FRANK Can I actually USE all this depreciation? I've heard about passive loss rules. SAMIRA Great question. Section 469 — Passive Activity Limitations. If you're a passive investor in real estate — meaning you don't materially participate — your losses (including depreciation) can only offset passive income. You can't use them against your W-2 or active business income. FRANK I manage my own properties. SAMIRA Then you may qualify as a Real Estate Professional under Section 469(c)(7). Requirements: you spend more than 750 hours per year in real estate activities, AND more than half your working hours are in real estate. If you qualify, your rental losses are no longer passive — they can offset ANY income. FRANK I easily spend 1,500 hours a year on my properties. SAMIRA Document it. Keep a time log. Hours managing, maintaining, acquiring, analyzing — it all counts. With Real Estate Professional status and a cost seg study, you can generate $400K+ in paper losses that offset your other income. Your tax bill goes to zero — or close to it. She pauses. SAMIRA (CONT'D) Even if you DON'T qualify as a Real Estate Professional, there's a $25,000 allowance for active participants with AGI under $100K, phasing out by $150K. And suspended passive losses carry forward until you sell the property — at which point they're fully released against the gain.

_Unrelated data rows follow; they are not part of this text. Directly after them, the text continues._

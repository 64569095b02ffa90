/*
    Copyright © 2023, ParallelChain Lab
    Licensed under the Apache License, Version 2.0: http://www.apache.org/licenses/LICENSE-2.0
*/

//! Owns one entity's in-memory state, and sequences, durably logs, applies, and snapshots the transitions
//! that change it.
//!
//! ## Lifecycle
//!
//! A [`StateMachine`] starts [`Uninitialized`](MachineStatus::Uninitialized). [`StateMachine::restart`]
//! moves it through [`Replaying`](MachineStatus::Replaying) to [`Ready`](MachineStatus::Ready), after which
//! every [`StateMachine::apply`] passes through [`Applying`](MachineStatus::Applying) and back. A machine
//! that fails to restart, or whose log fails to accept an append, falls back to `Uninitialized` and refuses
//! transitions until it is restarted.
//!
//! ## Apply
//!
//! Applying an envelope:
//! 1. Checks that its kind belongs to this machine's [category](Entity::CATEGORY).
//! 2. Checks that its sequence number immediately follows the machine's.
//! 3. Reduces it over the current state. A rejected transition leaves log, sequence number and state
//!    untouched.
//! 4. Appends it to the write-ahead log. Only once the append is durable are the new sequence number and
//!    state published.
//! 5. Every `snapshot_interval` transitions, archives the current snapshot, writes a new one, and rotates
//!    the log. Failures here are logged and do not fail the apply.
//!
//! ## On-disk layout
//!
//! Each machine owns a directory containing:
//! - `wal`: the live [write-ahead log](crate::wal).
//! - `snapshot`: the current [snapshot](crate::snapshot), if one has been taken.
//! - `snapshot-<seq>-<unix secs>`: archived snapshots.
//! - `wal-<seq>-<unix secs>`: archived logs, holding the entries up to the snapshot at `<seq>`.

pub mod entity;

use std::{
    fmt::{self, Display, Formatter},
    fs, io,
    path::{Path, PathBuf},
    sync::{mpsc::Sender, Arc, Mutex, RwLock},
    time::SystemTime,
};

use chrono::Utc;

use crate::{
    config::{ConfigError, StateMachineConfiguration},
    events::*,
    snapshot::{SnapshotError, SnapshotStore},
    subscriber::{ReceiveError, TransitionSubscriber},
    transitions::{
        envelope::TransitionEnvelope, registry::TransitionRegistry, ReduceError,
        SubscriptionCategory, TransitionKind,
    },
    types::basic::{CommunityID, SequenceNumber},
    wal::{LogTail, WalError, WriteAheadLog},
};

pub use entity::{CommunityState, Entity};

const WAL_FILE: &str = "wal";

/// Directory of the host state machine under `state_dir`.
pub fn host_dir(state_dir: &Path) -> PathBuf {
    state_dir.join("host")
}

/// Directory holding one subdirectory per community state machine under `state_dir`.
pub fn communities_dir(state_dir: &Path) -> PathBuf {
    state_dir.join("communities")
}

pub fn community_dir(state_dir: &Path, community: &CommunityID) -> PathBuf {
    communities_dir(state_dir).join(community.as_str())
}

#[derive(Clone, Copy, Debug, PartialEq, Eq)]
pub enum MachineStatus {
    Uninitialized,
    Replaying,
    Ready,
    Applying,
}

impl Display for MachineStatus {
    fn fmt(&self, f: &mut Formatter<'_>) -> fmt::Result {
        match self {
            MachineStatus::Uninitialized => f.write_str("uninitialized"),
            MachineStatus::Replaying => f.write_str("replaying"),
            MachineStatus::Ready => f.write_str("ready"),
            MachineStatus::Applying => f.write_str("applying"),
        }
    }
}

pub struct StateMachine<E: Entity> {
    name: String,
    dir: PathBuf,
    registry: Arc<TransitionRegistry>,
    config: StateMachineConfiguration,
    status: Mutex<MachineStatus>,
    // Also serializes apply and restart.
    inner: Mutex<Inner>,
    // Replaced wholesale, never modified in place.
    state: RwLock<Arc<E>>,
}

struct Inner {
    wal: WriteAheadLog,
    snapshots: SnapshotStore,
    sequence_number: SequenceNumber,
    event_publisher: Option<Sender<Event>>,
}
/*
    Copyright © 2023, ParallelChain Lab
    Licensed under the Apache License, Version 2.0: http://www.apache.org/licenses/LICENSE-2.0
*/

//! Types shared across the subsystems of a Habitat host.
//!
//! - [`basic`]: identifier newtypes and [`SequenceNumber`](basic::SequenceNumber).
//! - [`community`]: the entities that transitions are reduced over ([`Community`](community::Community),
//!   [`Host`](community::Host)) and the data they contain.

pub mod basic;

pub mod community;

FRANK How does the actual cost seg study work? What do I need to do? SAMIRA Minimal effort on your part. Here's the process: She lists the steps: SAMIRA (CONT'D) Step 1: You engage a cost segregation firm — typically a CPA firm with engineering staff, or an engineering firm with tax specialists. Cost: $8,000-15,000 for a $1M property. Scales with property value. Step 2: They review your purchase documents — closing statement, appraisal, blueprints if available, and photos. For existing properties, they'll do a site visit. Step 3: Their engineers break down the building component by component, assigning each to the correct asset class and recovery period. They produce a detailed report. Step 4: Your CPA files Form 3115 — Change in Accounting Method — if you're doing this on a property you already own. This lets you catch up on all the depreciation you missed in prior years in ONE tax return. No need to amend old returns. FRANK Wait — I can catch up on properties I've owned for years? SAMIRA Section 481(a) adjustment. If you've owned a building for five years and never did a cost seg, we file Form 3115 and take the ENTIRE cumulative missed depreciation as a deduction in the current year. It's called a "catch-up" or "look-back" cost seg. You don't lose anything by having waited.

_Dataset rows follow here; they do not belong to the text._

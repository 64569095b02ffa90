/*
    Copyright © 2023, ParallelChain Lab
    Licensed under the Apache License, Version 2.0: http://www.apache.org/licenses/LICENSE-2.0
*/

//! The seam between a stream of committed transitions and the components that react to them.
//!
//! State machines and the [process supervisor](crate::supervisor::ProcessSupervisor) both implement
//! [`TransitionSubscriber`]. A [`Dispatcher`] fans every committed transition out to the subscribers
//! registered with it. Subscribers are independent: one failing does not stop delivery to the others, and
//! there is no ordering guarantee between the reactions of different subscribers to the same transition.

use std::{
    fmt::{self, Display, Formatter},
    sync::Arc,
};

use crate::{
    state_machine::StateMachineError,
    supervisor::SupervisorError,
    transitions::{envelope::TransitionEnvelope, TransitionKind},
};

/// Reacts to committed transitions.
pub trait TransitionSubscriber: Send + Sync {
    fn receive(&self, envelope: &TransitionEnvelope) -> Result<(), ReceiveError>;
}

struct Subscription {
    name: String,
    /// `None` subscribes to every kind.
    kinds: Option<Vec<TransitionKind>>,
    subscriber: Arc<dyn TransitionSubscriber>,
}

impl Subscription {
    fn wants(&self, kind: TransitionKind) -> bool {
        match &self.kinds {
            Some(kinds) => kinds.contains(&kind),
            None => true,
        }
    }
}

/// Delivers transitions to subscribers, in the order they subscribed.
#[derive(Default)]
pub struct Dispatcher {
    subscriptions: Vec<Subscription>,
}

impl Dispatcher {
    pub fn new() -> Dispatcher {
        Dispatcher::default()
    }

    /// Subscribe `subscriber` to every transition.
    pub fn subscribe(&mut self, name: impl Into<String>, subscriber: Arc<dyn TransitionSubscriber>) {
        self.subscriptions.push(Subscription {
            name: name.into(),
            kinds: None,
            subscriber,
        })
    }

    /// Subscribe `subscriber` to the transitions of the given `kinds` only.
    pub fn subscribe_to(
        &mut self,
        name: impl Into<String>,
        kinds: &[TransitionKind],
        subscriber: Arc<dyn TransitionSubscriber>,
    ) {
        self.subscriptions.push(Subscription {
            name: name.into(),
            kinds: Some(kinds.to_vec()),
            subscriber,
        })
    }

    pub fn len(&self) -> usize {
        self.subscriptions.len()
    }

    pub fn is_empty(&self) -> bool {
        self.subscriptions.is_empty()
    }

    /// Deliver `envelope` to every subscriber that wants its kind.
    pub fn dispatch(&self, envelope: &TransitionEnvelope) -> DispatchReport {
        let mut report = DispatchReport::default();
        for subscription in self
            .subscriptions
            .iter()
            .filter(|subscription| subscription.wants(envelope.kind()))
        {
            match subscription.subscriber.receive(envelope) {
                Ok(()) => report.delivered.push(subscription.name.clone()),
                Err(err) => {
                    log::warn!(
                        "subscriber {} failed to receive {} #{} for {}: {}",
                        subscription.name,
                        envelope.kind(),
                        envelope.sequence_number,
                        envelope.community_id(),
                        err
                    );
                    report.failures.push((subscription.name.clone(), err));
                }
            }
        }
        report
    }
}

/// The outcome of one [`Dispatcher::dispatch`].
#[derive(Debug, Default)]
pub struct DispatchReport {
    /// Names of the subscribers that received the transition.
    pub delivered: Vec<String>,
    pub failures: Vec<(String, ReceiveError)>,
}

impl DispatchReport {
    pub fn is_ok(&self) -> bool {
        self.failures.is_empty()
    }
}

#[derive(Debug)]
pub enum ReceiveError {
    StateMachine(StateMachineError),
    Supervisor(SupervisorError),
}

impl Display for ReceiveError {
    fn fmt(&self, f: &mut Formatter<'_>) -> fmt::Result {
        match self {
            ReceiveError::StateMachine(err) => Display::fmt(err, f),
            ReceiveError::Supervisor(err) => Display::fmt(err, f),
        }
    }
}

impl std::error::Error for ReceiveError {}

impl From<StateMachineError> for ReceiveError {
    fn from(value: StateMachineError) -> Self {
        ReceiveError::StateMachine(value)
    }
}

impl From<SupervisorError> for ReceiveError {
    fn from(value: SupervisorError) -> Self {
        ReceiveError::Supervisor(value)
    }
}

#[cfg(test)]
mod tests {
    use std::sync::Mutex;

    use super::*;
    use crate::{
        transitions::{AddMember, InitCommunity},
        types::{
            basic::{CommunityID, SequenceNumber, UserID},
            community::{BacknetType, Community, User},
        },
    };

    #[derive(Default)]
    struct Counter(Mutex<Vec<TransitionKind>>);

    impl TransitionSubscriber for Counter {
        fn receive(&self, envelope: &TransitionEnvelope) -> Result<(), ReceiveError> {
            self.0.lock().unwrap().push(envelope.kind());
            Ok(())
        }
    }

    #[test]
    fn kind_filters_are_respected() {
        let all = Arc::new(Counter::default());
        let members = Arc::new(Counter::default());
        let mut dispatcher = Dispatcher::new();
        dispatcher.subscribe("all", all.clone());
        dispatcher.subscribe_to("members", &[TransitionKind::AddMember], members.clone());

        let community = Community::new(CommunityID::new("c0"), "My Community", BacknetType::Ipfs);
        let init = TransitionEnvelope::new(InitCommunity { community }, SequenceNumber::new(1));
        let add = TransitionEnvelope::new(
            AddMember {
                community_id: CommunityID::new("c0"),
                user: User::new(UserID::new("u1"), "u1"),
            },
            SequenceNumber::new(2),
        );

        assert_eq!(dispatcher.dispatch(&init).delivered, vec!["all".to_string()]);
        assert!(dispatcher.dispatch(&add).is_ok());
        assert_eq!(all.0.lock().unwrap().len(), 2);
        assert_eq!(*members.0.lock().unwrap(), vec![TransitionKind::AddMember]);
    }
}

FRANK What happens when I sell the building? Do I pay back the depreciation? SAMIRA Yes — partially. That's depreciation recapture under Section 1250. When you sell, the IRS "recaptures" the depreciation you took and taxes it at 25% (for real property) or ordinary rates (for personal property). FRANK So I'm just deferring? SAMIRA Partially, yes. But deferral IS valuable. Three reasons: She counts: SAMIRA (CONT'D) One: time value of money. A dollar saved today and invested for ten years at 7% becomes $1.97. Paying that dollar ten years from now — even at 25% — is much cheaper in present value terms. Two: rate arbitrage. You took the deduction at 37% (your current marginal rate) and pay recapture at 25%. That's a permanent 12% rate difference. Three: Section 1031 exchange. If you sell via a 1031 exchange — trading into a like-kind property — you defer BOTH the capital gain AND the depreciation recapture. Indefinitely. Combine cost seg with 1031 exchanges and you can cycle through properties for decades without ever triggering recapture. FRANK (connecting the dots) So I do a cost seg on building one, take the big deduction, then 1031 into building two... SAMIRA And do another cost seg on building two. Reset the depreciation clock. Take another massive Year One deduction. Repeat every 5-10 years. It's the single most powerful legal tax reduction strategy in real estate investing.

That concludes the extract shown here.